▶
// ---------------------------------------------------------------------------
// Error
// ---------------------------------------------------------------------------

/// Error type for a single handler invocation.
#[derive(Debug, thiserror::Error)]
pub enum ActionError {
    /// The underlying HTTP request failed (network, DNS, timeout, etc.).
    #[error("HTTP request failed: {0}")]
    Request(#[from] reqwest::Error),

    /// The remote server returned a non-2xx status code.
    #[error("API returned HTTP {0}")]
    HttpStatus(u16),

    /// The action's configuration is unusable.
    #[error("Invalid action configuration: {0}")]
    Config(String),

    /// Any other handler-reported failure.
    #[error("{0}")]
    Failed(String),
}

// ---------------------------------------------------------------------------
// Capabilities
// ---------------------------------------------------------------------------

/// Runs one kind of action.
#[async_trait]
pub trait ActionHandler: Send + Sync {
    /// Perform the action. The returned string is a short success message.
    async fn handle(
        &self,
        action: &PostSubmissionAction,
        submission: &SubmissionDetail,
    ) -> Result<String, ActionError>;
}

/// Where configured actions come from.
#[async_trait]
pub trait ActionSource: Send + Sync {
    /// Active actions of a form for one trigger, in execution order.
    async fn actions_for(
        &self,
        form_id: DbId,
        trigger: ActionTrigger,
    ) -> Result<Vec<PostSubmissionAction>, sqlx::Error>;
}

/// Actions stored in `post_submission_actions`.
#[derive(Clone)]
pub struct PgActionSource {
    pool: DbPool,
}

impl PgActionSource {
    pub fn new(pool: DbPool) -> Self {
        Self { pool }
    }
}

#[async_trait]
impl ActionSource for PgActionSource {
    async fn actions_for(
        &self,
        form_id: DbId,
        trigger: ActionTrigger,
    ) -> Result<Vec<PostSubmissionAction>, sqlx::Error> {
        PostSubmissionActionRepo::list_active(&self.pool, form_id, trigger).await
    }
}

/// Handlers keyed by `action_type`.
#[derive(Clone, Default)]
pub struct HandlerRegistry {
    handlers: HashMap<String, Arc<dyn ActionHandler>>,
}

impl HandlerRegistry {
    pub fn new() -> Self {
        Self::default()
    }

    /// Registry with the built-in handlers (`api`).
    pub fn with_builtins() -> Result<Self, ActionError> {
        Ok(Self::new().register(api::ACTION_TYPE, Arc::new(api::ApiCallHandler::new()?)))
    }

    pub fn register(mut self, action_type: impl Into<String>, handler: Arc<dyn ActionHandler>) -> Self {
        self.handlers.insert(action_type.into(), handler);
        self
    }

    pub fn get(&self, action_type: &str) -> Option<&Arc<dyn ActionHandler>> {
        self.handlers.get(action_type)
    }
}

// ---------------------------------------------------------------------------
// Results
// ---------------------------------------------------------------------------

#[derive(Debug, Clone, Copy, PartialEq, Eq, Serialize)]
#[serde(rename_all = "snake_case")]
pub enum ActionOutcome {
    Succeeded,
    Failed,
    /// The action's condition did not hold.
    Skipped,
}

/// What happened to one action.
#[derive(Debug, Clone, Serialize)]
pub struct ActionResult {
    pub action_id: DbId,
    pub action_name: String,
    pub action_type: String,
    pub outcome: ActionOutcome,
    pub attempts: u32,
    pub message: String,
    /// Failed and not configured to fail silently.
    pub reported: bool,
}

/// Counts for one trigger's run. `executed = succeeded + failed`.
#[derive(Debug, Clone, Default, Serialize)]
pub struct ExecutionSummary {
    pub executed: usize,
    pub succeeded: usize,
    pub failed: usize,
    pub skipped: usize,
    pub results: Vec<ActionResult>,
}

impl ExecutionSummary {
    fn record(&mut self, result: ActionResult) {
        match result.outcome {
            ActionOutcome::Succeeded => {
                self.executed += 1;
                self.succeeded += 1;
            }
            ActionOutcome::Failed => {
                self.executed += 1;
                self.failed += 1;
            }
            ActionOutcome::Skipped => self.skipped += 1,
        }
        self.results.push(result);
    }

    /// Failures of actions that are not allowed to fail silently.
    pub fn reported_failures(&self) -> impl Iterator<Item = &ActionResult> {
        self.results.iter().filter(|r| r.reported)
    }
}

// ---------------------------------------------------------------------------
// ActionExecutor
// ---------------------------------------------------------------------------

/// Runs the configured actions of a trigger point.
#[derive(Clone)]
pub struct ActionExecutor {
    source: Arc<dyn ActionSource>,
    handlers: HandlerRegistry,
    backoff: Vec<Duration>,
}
◀
▶
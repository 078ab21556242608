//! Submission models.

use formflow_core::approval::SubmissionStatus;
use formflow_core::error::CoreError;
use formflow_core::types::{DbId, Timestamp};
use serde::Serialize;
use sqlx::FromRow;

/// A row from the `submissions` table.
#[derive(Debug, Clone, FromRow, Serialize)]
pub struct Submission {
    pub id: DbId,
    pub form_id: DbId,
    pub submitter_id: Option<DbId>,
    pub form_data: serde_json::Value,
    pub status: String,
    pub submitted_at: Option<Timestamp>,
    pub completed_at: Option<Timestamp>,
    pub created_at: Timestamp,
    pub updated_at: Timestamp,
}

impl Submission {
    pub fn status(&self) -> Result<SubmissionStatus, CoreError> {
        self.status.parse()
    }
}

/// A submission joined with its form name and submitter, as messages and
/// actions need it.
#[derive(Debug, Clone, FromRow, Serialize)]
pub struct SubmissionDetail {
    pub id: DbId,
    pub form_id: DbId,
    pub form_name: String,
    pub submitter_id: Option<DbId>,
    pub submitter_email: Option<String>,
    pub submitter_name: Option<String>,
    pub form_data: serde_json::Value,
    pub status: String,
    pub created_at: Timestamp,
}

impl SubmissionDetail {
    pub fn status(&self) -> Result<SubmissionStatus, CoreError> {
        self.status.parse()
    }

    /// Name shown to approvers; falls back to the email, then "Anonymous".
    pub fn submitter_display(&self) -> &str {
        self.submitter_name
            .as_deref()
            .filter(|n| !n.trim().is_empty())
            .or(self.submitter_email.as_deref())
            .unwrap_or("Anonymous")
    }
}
◀
▶
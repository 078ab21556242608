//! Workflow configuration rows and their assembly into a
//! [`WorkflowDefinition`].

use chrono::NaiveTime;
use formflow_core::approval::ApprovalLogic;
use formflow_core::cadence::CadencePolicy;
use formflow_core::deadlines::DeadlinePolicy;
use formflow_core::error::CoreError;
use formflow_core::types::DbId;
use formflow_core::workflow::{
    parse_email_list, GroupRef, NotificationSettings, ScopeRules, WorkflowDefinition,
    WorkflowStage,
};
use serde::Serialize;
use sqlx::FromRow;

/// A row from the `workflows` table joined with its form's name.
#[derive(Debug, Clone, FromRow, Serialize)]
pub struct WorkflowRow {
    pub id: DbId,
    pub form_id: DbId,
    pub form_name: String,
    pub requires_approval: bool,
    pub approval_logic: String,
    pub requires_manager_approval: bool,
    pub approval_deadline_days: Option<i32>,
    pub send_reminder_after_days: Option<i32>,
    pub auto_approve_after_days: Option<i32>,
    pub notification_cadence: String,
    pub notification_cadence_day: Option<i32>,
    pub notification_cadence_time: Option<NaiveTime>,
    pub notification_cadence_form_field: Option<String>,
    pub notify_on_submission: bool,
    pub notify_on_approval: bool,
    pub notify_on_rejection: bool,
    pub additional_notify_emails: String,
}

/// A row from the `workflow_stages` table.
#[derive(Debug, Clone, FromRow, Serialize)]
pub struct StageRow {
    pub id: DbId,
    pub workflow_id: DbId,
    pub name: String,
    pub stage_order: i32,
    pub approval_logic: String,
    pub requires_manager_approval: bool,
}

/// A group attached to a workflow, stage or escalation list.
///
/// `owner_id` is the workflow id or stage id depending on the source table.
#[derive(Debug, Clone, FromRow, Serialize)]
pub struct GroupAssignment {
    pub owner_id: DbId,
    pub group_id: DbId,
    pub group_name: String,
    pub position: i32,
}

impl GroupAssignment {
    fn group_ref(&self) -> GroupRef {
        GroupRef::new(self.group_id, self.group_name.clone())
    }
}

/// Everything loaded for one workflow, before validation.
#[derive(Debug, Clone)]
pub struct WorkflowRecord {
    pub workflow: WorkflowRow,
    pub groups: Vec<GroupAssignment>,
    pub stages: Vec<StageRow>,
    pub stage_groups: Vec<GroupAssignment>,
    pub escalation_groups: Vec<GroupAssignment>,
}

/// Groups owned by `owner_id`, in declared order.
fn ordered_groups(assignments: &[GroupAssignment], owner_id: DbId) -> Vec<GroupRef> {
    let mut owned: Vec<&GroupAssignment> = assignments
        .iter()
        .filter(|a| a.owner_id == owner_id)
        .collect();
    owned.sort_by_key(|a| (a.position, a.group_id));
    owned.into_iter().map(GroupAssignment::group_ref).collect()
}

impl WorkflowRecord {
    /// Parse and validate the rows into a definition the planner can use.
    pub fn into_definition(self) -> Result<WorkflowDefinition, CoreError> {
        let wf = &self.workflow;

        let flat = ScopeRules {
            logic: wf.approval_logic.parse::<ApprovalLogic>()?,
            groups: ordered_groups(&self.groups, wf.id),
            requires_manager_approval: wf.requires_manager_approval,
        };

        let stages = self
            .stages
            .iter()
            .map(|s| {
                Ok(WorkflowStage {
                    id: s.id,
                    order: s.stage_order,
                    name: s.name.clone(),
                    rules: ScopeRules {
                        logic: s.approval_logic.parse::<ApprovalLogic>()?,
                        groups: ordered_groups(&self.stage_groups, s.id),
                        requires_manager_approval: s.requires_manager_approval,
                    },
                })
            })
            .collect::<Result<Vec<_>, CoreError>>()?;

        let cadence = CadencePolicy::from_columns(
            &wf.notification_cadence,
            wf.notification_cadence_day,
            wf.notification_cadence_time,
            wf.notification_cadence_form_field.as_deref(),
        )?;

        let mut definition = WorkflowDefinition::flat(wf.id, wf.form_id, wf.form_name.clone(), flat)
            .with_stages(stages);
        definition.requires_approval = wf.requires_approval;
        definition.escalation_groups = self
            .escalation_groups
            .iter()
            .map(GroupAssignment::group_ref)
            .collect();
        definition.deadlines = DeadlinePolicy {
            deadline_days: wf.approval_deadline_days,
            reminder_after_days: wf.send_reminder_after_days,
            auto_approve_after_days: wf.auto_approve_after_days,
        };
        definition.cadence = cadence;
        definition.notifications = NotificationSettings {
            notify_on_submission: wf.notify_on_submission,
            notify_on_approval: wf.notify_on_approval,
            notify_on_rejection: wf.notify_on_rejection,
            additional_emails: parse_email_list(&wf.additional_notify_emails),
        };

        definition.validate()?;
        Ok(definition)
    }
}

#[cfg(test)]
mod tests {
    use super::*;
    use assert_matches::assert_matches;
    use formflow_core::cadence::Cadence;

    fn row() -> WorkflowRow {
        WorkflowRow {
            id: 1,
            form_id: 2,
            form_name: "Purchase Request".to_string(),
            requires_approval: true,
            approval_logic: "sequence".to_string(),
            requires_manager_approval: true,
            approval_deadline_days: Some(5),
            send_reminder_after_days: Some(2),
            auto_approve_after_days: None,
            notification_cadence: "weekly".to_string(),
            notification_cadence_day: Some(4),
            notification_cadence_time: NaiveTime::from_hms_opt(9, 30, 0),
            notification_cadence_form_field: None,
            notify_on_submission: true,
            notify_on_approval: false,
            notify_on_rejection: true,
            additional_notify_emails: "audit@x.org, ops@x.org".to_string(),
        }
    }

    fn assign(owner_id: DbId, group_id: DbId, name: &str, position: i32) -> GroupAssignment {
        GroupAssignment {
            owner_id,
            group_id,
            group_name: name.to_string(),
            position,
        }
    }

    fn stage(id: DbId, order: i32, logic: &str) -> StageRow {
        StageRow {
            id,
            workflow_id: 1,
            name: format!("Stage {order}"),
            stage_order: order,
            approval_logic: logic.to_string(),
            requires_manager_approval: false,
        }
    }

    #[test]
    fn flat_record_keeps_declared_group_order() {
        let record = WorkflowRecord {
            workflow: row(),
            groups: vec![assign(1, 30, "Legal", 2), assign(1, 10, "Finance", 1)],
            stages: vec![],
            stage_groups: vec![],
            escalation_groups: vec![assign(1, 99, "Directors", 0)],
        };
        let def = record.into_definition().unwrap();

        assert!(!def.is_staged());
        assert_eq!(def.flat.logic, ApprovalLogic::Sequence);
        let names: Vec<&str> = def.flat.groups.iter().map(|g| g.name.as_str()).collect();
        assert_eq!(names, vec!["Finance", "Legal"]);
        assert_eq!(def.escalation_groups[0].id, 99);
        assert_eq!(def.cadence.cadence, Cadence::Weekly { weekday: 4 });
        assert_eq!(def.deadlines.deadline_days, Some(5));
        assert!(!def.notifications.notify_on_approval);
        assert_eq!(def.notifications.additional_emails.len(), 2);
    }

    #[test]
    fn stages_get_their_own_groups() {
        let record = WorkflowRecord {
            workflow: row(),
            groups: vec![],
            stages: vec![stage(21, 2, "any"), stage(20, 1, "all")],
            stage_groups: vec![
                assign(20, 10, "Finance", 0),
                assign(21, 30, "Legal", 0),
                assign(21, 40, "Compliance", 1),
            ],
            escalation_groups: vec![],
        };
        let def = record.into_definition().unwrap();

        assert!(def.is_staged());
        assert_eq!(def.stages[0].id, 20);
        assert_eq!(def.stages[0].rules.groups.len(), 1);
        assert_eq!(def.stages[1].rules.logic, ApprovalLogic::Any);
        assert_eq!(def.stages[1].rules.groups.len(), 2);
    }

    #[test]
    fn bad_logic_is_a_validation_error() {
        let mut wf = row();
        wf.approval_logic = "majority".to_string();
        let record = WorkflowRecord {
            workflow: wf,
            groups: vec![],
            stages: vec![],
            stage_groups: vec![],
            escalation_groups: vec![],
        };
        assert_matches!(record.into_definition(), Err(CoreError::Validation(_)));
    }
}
◀
§ **YOUR INSTRUCTIONS**
Work through the entries above line by line, counting each one that includes the word "CadencePolicy", and give the final number only.

§ **SOLUTION TO THE EXERCISE**
2